==== Material supplied ====

//! Static position evaluation

use crate::board::Board;
use crate::types::{Color, Piece, Square};

/// Bonus for each center square occupied by a piece
pub const CENTER_BONUS: i32 = 5;

/// Squares d5, e5, d4 and e4
pub const CENTER: [Square; 4] = [
    Square::from_index(3 * 8 + 3),
    Square::from_index(3 * 8 + 4),
    Square::from_index(4 * 8 + 3),
    Square::from_index(4 * 8 + 4),
];

/// Returns the material value of a piece
#[inline]
pub const fn piece_value(p: Piece) -> i32 {
    match p {
        Piece::Pawn => 10,
        Piece::Knight => 30,
        Piece::Bishop => 30,
        Piece::Rook => 50,
        Piece::Queen => 90,
        Piece::King => 900,
    }
}

/// Evaluates the position from the point of view of `perspective`
///
/// The score is the material balance, plus [`CENTER_BONUS`] for each of the [`CENTER`] squares
/// occupied by a piece of `perspective`, minus the same for the opponent. Positive scores are
/// good for `perspective`.
///
/// # Example
///
/// ```
/// # use abchess::{Board, Color, eval};
/// #
/// let b = Board::from_fen("4k3/8/8/8/4P3/8/8/4K3 w").unwrap();
/// assert_eq!(eval::evaluate(&b, Color::White), 15);
/// assert_eq!(eval::evaluate(&b, Color::Black), -15);
/// ```
pub fn evaluate(b: &Board, perspective: Color) -> i32 {
    let mut score = 0;
    for sq in Square::iter() {
        let cell = b.get(sq);
        let (Some(color), Some(piece)) = (cell.color(), cell.piece()) else {
            continue;
        };
        let mut value = piece_value(piece);
        if CENTER.contains(&sq) {
            value += CENTER_BONUS;
        }
        if color == perspective {
            score += value;
        } else {
            score -= value;
        }
    }
    score
}

#[cfg(test)]
mod tests {
    use super::*;

    #[test]
    fn test_initial() {
        let b = Board::initial();
        assert_eq!(evaluate(&b, Color::White), 0);
        assert_eq!(evaluate(&b, Color::Black), 0);
    }

    #[test]
    fn test_center() {
        assert_eq!(
            CENTER.map(|sq| sq.to_string()),
            ["d5", "e5", "d4", "e4"].map(String::from)
        );
        let b = Board::from_fen("4k3/8/8/3n4/8/8/8/4K3 w").unwrap();
        assert_eq!(evaluate(&b, Color::Black), 35);
        assert_eq!(evaluate(&b, Color::White), -35);
    }

    #[test]
    fn test_material() {
        let b = Board::from_fen("r3k3/8/8/8/8/8/8/Q3K3 w").unwrap();
        assert_eq!(evaluate(&b, Color::White), 40);
        let b = Board::from_fen("4k3/8/8/8/8/8/8/4K3 w").unwrap();
        assert_eq!(evaluate(&b, Color::White), 0);
        let b = Board::from_fen("8/8/8/8/8/8/8/4K3 w").unwrap();
        assert_eq!(evaluate(&b, Color::White), 900);
    }

    #[test]
    fn test_symmetric() {
        let b = Board::from_fen("1rq1r1k1/1p3ppp/pB3n2/3ppP2/Pbb1P3/1PN2B2/2P2QPP/R1R4K w").unwrap();
        assert_eq!(evaluate(&b, Color::White), -evaluate(&b, Color::Black));
    }
}
//! Parses delimited text (CSV, TSV and rendered ASCII tables) into records

use std::io::{BufRead, Read};

use log::debug;

use crate::config::TableConfig;

use super::{
    RecordStream, Transformed, border::BorderStrippedReader, rows::RowMaterializer,
    tokenizer::FieldTokenizer,
};

/// Chains border stripping (if enabled), tokenizing and row materializing over the reader
pub fn records<'a, R: BufRead + 'a>(config: &TableConfig, reader: R) -> RecordStream<'a> {
    let reader: Box<dyn Read + 'a> = if config.borders {
        debug!("Stripping table borders");
        Box::new(BorderStrippedReader::new(reader, [config.tokenizer.delimiter]))
    } else {
        Box::new(reader)
    };
    Box::new(Transformed::new(
        FieldTokenizer::new(reader, &config.tokenizer),
        RowMaterializer::new(config.headers, config.horizontal_separator),
    ))
}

====

- [How to complete this task] Give back every line of the data exactly as it was written.

- [Answer section]
//! Static position evaluation

use crate::board::Board;
use crate::types::{Color, Piece, Square};

/// Bonus for each center square occupied by a piece
pub const CENTER_BONUS: i32 = 5;

/// Squares d5, e5, d4 and e4
pub const CENTER: [Square; 4] = [
    Square::from_index(3 * 8 + 3),
    Square::from_index(3 * 8 + 4),
    Square::from_index(4 * 8 + 3),
    Square::from_index(4 * 8 + 4),
];

/// Returns the material value of a piece
#[inline]
pub const fn piece_value(p: Piece) -> i32 {
    match p {
        Piece::Pawn => 10,
        Piece::Knight => 30,
        Piece::Bishop => 30,
        Piece::Rook => 50,
        Piece::Queen => 90,
        Piece::King => 900,
    }
}

/// Evaluates the position from the point of view of `perspective`
///
/// The score is the material balance, plus [`CENTER_BONUS`] for each of the [`CENTER`] squares
/// occupied by a piece of `perspective`, minus the same for the opponent. Positive scores are
/// good for `perspective`.
///
/// # Example
///
/// ```
/// # use abchess::{Board, Color, eval};
/// #
/// let b = Board::from_fen("4k3/8/8/8/4P3/8/8/4K3 w").unwrap();
/// assert_eq!(eval::evaluate(&b, Color::White), 15);
/// assert_eq!(eval::evaluate(&b, Color::Black), -15);
/// ```
pub fn evaluate(b: &Board, perspective: Color) -> i32 {
    let mut score = 0;
    for sq in Square::iter() {
        let cell = b.get(sq);
        let (Some(color), Some(piece)) = (cell.color(), cell.piece()) else {
            continue;
        };
        let mut value = piece_value(piece);
        if CENTER.contains(&sq) {
            value += CENTER_BONUS;
        }
        if color == perspective {
            score += value;
        } else {
            score -= value;
        }
    }
    score
}

#[cfg(test)]
mod tests {
    use super::*;

    #[test]
    fn test_initial() {
        let b = Board::initial();
        assert_eq!(evaluate(&b, Color::White), 0);
        assert_eq!(evaluate(&b, Color::Black), 0);
    }

    #[test]
    fn test_center() {
        assert_eq!(
            CENTER.map(|sq| sq.to_string()),
            ["d5", "e5", "d4", "e4"].map(String::from)
        );
        let b = Board::from_fen("4k3/8/8/3n4/8/8/8/4K3 w").unwrap();
        assert_eq!(evaluate(&b, Color::Black), 35);
        assert_eq!(evaluate(&b, Color::White), -35);
    }

    #[test]
    fn test_material() {
        let b = Board::from_fen("r3k3/8/8/8/8/8/8/Q3K3 w").unwrap();
        assert_eq!(evaluate(&b, Color::White), 40);
        let b = Board::from_fen("4k3/8/8/8/8/8/8/4K3 w").unwrap();
        assert_eq!(evaluate(&b, Color::White), 0);
        let b = Board::from_fen("8/8/8/8/8/8/8/4K3 w").unwrap();
        assert_eq!(evaluate(&b, Color::White), 900);
    }

    #[test]
    fn test_symmetric() {
        let b = Board::from_fen("1rq1r1k1/1p3ppp/pB3n2/3ppP2/Pbb1P3/1PN2B2/2P2QPP/R1R4K w").unwrap();
        assert_eq!(evaluate(&b, Color::White), -evaluate(&b, Color::Black));
    }
}
//! Parses delimited text (CSV, TSV and rendered ASCII tables) into records

use std::io::{BufRead, Read};

use log::debug;

use crate::config::TableConfig;

use super::{
    RecordStream, Transformed, border::BorderStrippedReader, rows::RowMaterializer,
    tokenizer::FieldTokenizer,
};

/// Chains border stripping (if enabled), tokenizing and row materializing over the reader
pub fn records<'a, R: BufRead + 'a>(config: &TableConfig, reader: R) -> RecordStream<'a> {
    let reader: Box<dyn Read + 'a> = if config.borders {
        debug!("Stripping table borders");
        Box::new(BorderStrippedReader::new(reader, [config.tokenizer.delimiter]))
    } else {
        Box::new(reader)
    };
    Box::new(Transformed::new(
        FieldTokenizer::new(reader, &config.tokenizer),
        RowMaterializer::new(config.headers, config.horizontal_separator),
    ))
}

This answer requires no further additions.